Phosphorylation of Aly3 C-terminus impedes aberrant endocytosis of S. pombe hexose transporter Ght5

In fission yeast, Schizosaccharomyces pombe , transcriptional upregulation and cell-surface localization of the hexose transporter, Ght5, are required for cell proliferation in low glucose. As the target of rapamycin complex 2 (TORC2) signaling pathway inhibits α-arrestin Aly3-dependent endocytosis of Ght5, we hypothesized that this endocytosis was inhibited by phosphorylation. To identify phosphorylation sites required for cell proliferation in low glucose, serine and threonine residues of Aly3 and Ght5 reportedly phosphorylated were replaced with alanine. We found that C-terminal serine residues of Aly3, but not Ght5, are necessary for proliferation in low glucose.
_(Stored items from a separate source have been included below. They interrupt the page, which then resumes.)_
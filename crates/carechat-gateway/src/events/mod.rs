//! Client-to-server events

mod client;

pub use client::{
    CallSignal, CallSignalKind, ClientEvent, ConversationRef, EditPayload, MessageRef,
    ReactionPayload, ReadTarget,
};
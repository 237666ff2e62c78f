//! Events a client sends with op=2
//!
//! A frame's `t` names the event and `d` carries its camelCase payload.

use carechat_core::{ChatEventKind, Snowflake};
use carechat_service::dto::SendMessageRequest;
use serde::de::DeserializeOwned;
use serde::Deserialize;
use serde_json::Value;

use crate::handlers::HandlerError;

#[derive(Debug, Clone, Copy, PartialEq, Eq, Deserialize)]
#[serde(rename_all = "camelCase")]
pub struct ConversationRef {
    pub conversation_id: Snowflake,
}

#[derive(Debug, Clone, Copy, PartialEq, Eq, Deserialize)]
#[serde(rename_all = "camelCase")]
pub struct MessageRef {
    pub message_id: Snowflake,
}

/// `message_read` marks a whole conversation or a single message
#[derive(Debug, Clone, Copy, PartialEq, Eq, Deserialize)]
#[serde(rename_all = "camelCase")]
pub struct ReadTarget {
    pub conversation_id: Option<Snowflake>,
    pub message_id: Option<Snowflake>,
}

#[derive(Debug, Clone, PartialEq, Eq, Deserialize)]
#[serde(rename_all = "camelCase")]
pub struct EditPayload {
    pub message_id: Snowflake,
    pub content: String,
}

#[derive(Debug, Clone, PartialEq, Eq, Deserialize)]
#[serde(rename_all = "camelCase")]
pub struct ReactionPayload {
    pub message_id: Snowflake,
    pub emoji: String,
}

#[derive(Debug, Clone, Copy, PartialEq, Eq)]
pub enum CallSignalKind {
    Request,
    Accept,
    Reject,
    End,
}

impl CallSignalKind {
    /// Event the counterpart receives
    pub fn outbound(self) -> ChatEventKind {
        match self {
            Self::Request => ChatEventKind::IncomingCall,
            Self::Accept => ChatEventKind::CallAccepted,
            Self::Reject => ChatEventKind::CallRejected,
            Self::End => ChatEventKind::CallEnded,
        }
    }
}

/// Call signaling is relayed as-is; only the conversation is inspected
#[derive(Debug, Clone, PartialEq)]
pub struct CallSignal {
    pub kind: CallSignalKind,
    pub conversation_id: Snowflake,
    pub payload: Value,
}

#[derive(Debug, Clone)]
pub enum ClientEvent {
    JoinConversation(ConversationRef),
    LeaveConversation(ConversationRef),
    TypingStart(ConversationRef),
    TypingStop(ConversationRef),
    MessageRead(ReadTarget),
    MessageDelivered(MessageRef),
    SendMessage(SendMessageRequest),
    EditMessage(EditPayload),
    AddReaction(ReactionPayload),
    RemoveReaction(MessageRef),
    DeleteMessage(MessageRef),
    ToggleMute(ConversationRef),
    TogglePin(ConversationRef),
    UserAway,
    UserBack,
    Call(CallSignal),
}

impl ClientEvent {
    pub fn parse(name: &str, data: Option<Value>) -> Result<Self, HandlerError> {
        let data = data.unwrap_or(Value::Null);
        let event = match name {
            "join_conversation" => Self::JoinConversation(payload(name, data)?),
            "leave_conversation" => Self::LeaveConversation(payload(name, data)?),
            "typing_start" => Self::TypingStart(payload(name, data)?),
            "typing_stop" => Self::TypingStop(payload(name, data)?),
            "message_read" => Self::MessageRead(payload(name, data)?),
            "message_delivered" => Self::MessageDelivered(payload(name, data)?),
            "send_message" => Self::SendMessage(payload(name, data)?),
            "edit_message" => Self::EditMessage(payload(name, data)?),
            "add_reaction" => Self::AddReaction(payload(name, data)?),
            "remove_reaction" => Self::RemoveReaction(payload(name, data)?),
            "delete_message" => Self::DeleteMessage(payload(name, data)?),
            "toggle_mute" => Self::ToggleMute(payload(name, data)?),
            "toggle_pin" => Self::TogglePin(payload(name, data)?),
            "user_away" => Self::UserAway,
            "user_back" => Self::UserBack,
            "call_request" => Self::call(CallSignalKind::Request, name, data)?,
            "call_accept" => Self::call(CallSignalKind::Accept, name, data)?,
            "call_reject" => Self::call(CallSignalKind::Reject, name, data)?,
            "call_end" => Self::call(CallSignalKind::End, name, data)?,
            other => return Err(HandlerError::UnknownEvent(other.to_string())),
        };
        Ok(event)
    }

    fn call(kind: CallSignalKind, name: &str, data: Value) -> Result<Self, HandlerError> {
        let target: ConversationRef = payload(name, data.clone())?;
        Ok(Self::Call(CallSignal {
            kind,
            conversation_id: target.conversation_id,
            payload: data,
        }))
    }

    pub fn name(&self) -> &'static str {
        match self {
            Self::JoinConversation(_) => "join_conversation",
            Self::LeaveConversation(_) => "leave_conversation",
            Self::TypingStart(_) => "typing_start",
            Self::TypingStop(_) => "typing_stop",
            Self::MessageRead(_) => "message_read",
            Self::MessageDelivered(_) => "message_delivered",
            Self::SendMessage(_) => "send_message",
            Self::EditMessage(_) => "edit_message",
            Self::AddReaction(_) => "add_reaction",
            Self::RemoveReaction(_) => "remove_reaction",
            Self::DeleteMessage(_) => "delete_message",
            Self::ToggleMute(_) => "toggle_mute",
            Self::TogglePin(_) => "toggle_pin",
            Self::UserAway => "user_away",
            Self::UserBack => "user_back",
            Self::Call(signal) => match signal.kind {
                CallSignalKind::Request => "call_request",
                CallSignalKind::Accept => "call_accept",
                CallSignalKind::Reject => "call_reject",
                CallSignalKind::End => "call_end",
            },
        }
    }
}

fn payload<T: DeserializeOwned>(event: &str, data: Value) -> Result<T, HandlerError> {
    serde_json::from_value(data).map_err(|e| HandlerError::InvalidPayload {
        event: event.to_string(),
        reason: e.to_string(),
    })
}

#[cfg(test)]
mod tests {
    use super::*;
    use serde_json::json;

    #[test]
    fn test_parse_conversation_events() {
        let event = ClientEvent::parse("join_conversation", Some(json!({"conversationId": "42"}))).unwrap();
        assert!(matches!(
            event,
            ClientEvent::JoinConversation(ConversationRef { conversation_id }) if conversation_id == Snowflake::new(42)
        ));
        assert_eq!(event.name(), "join_conversation");
    }

    #[test]
    fn test_parse_send_message_defaults_type() {
        let event = ClientEvent::parse(
            "send_message",
            Some(json!({"recipientId": "7", "content": "hi"})),
        )
        .unwrap();
        let ClientEvent::SendMessage(request) = event else {
            panic!("expected send_message");
        };
        assert_eq!(request.recipient_id, Snowflake::new(7));
        assert_eq!(request.message_type, carechat_core::MessageType::Text);
    }

    #[test]
    fn test_unit_events_ignore_payload() {
        assert!(matches!(ClientEvent::parse("user_away", None), Ok(ClientEvent::UserAway)));
        assert!(matches!(
            ClientEvent::parse("user_back", Some(json!({}))),
            Ok(ClientEvent::UserBack)
        ));
    }

    #[test]
    fn test_call_keeps_whole_payload() {
        let data = json!({"conversationId": "5", "sdp": "v=0", "video": true});
        let event = ClientEvent::parse("call_request", Some(data.clone())).unwrap();
        let ClientEvent::Call(signal) = event else {
            panic!("expected call");
        };
        assert_eq!(signal.kind.outbound(), ChatEventKind::IncomingCall);
        assert_eq!(signal.conversation_id, Snowflake::new(5));
        assert_eq!(signal.payload, data);
    }

    #[test]
    fn test_parse_errors() {
        let err = ClientEvent::parse("summon_dragon", None).unwrap_err();
        assert!(matches!(err, HandlerError::UnknownEvent(ref name) if name == "summon_dragon"));

        let err = ClientEvent::parse("add_reaction", Some(json!({"messageId": "1"}))).unwrap_err();
        assert!(matches!(err, HandlerError::InvalidPayload { ref event, .. } if event == "add_reaction"));

        assert!(ClientEvent::parse("typing_start", None).is_err());
    }
}
//! Domain error types

mod domain_error;

pub use domain_error::DomainError;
Expression of Aly3 protein unphosphorylated at the C-terminus led to increased ubiquitination and vacuolar accumulation of Ght5 in low glucose, but reversion of one of the alanine residues to serine reduced ubiquitination and vacuolar accumulation of Ght5. Also, Aly3 physically interacted with the HECT-type ubiquitin ligases Pub1 and Pub3, and these interactions were required for surface localization of Ght5 and proliferation in low glucose. This study reveals mechanisms by which Aly3 is regulated so that fission yeast can adapt to nutritional stress.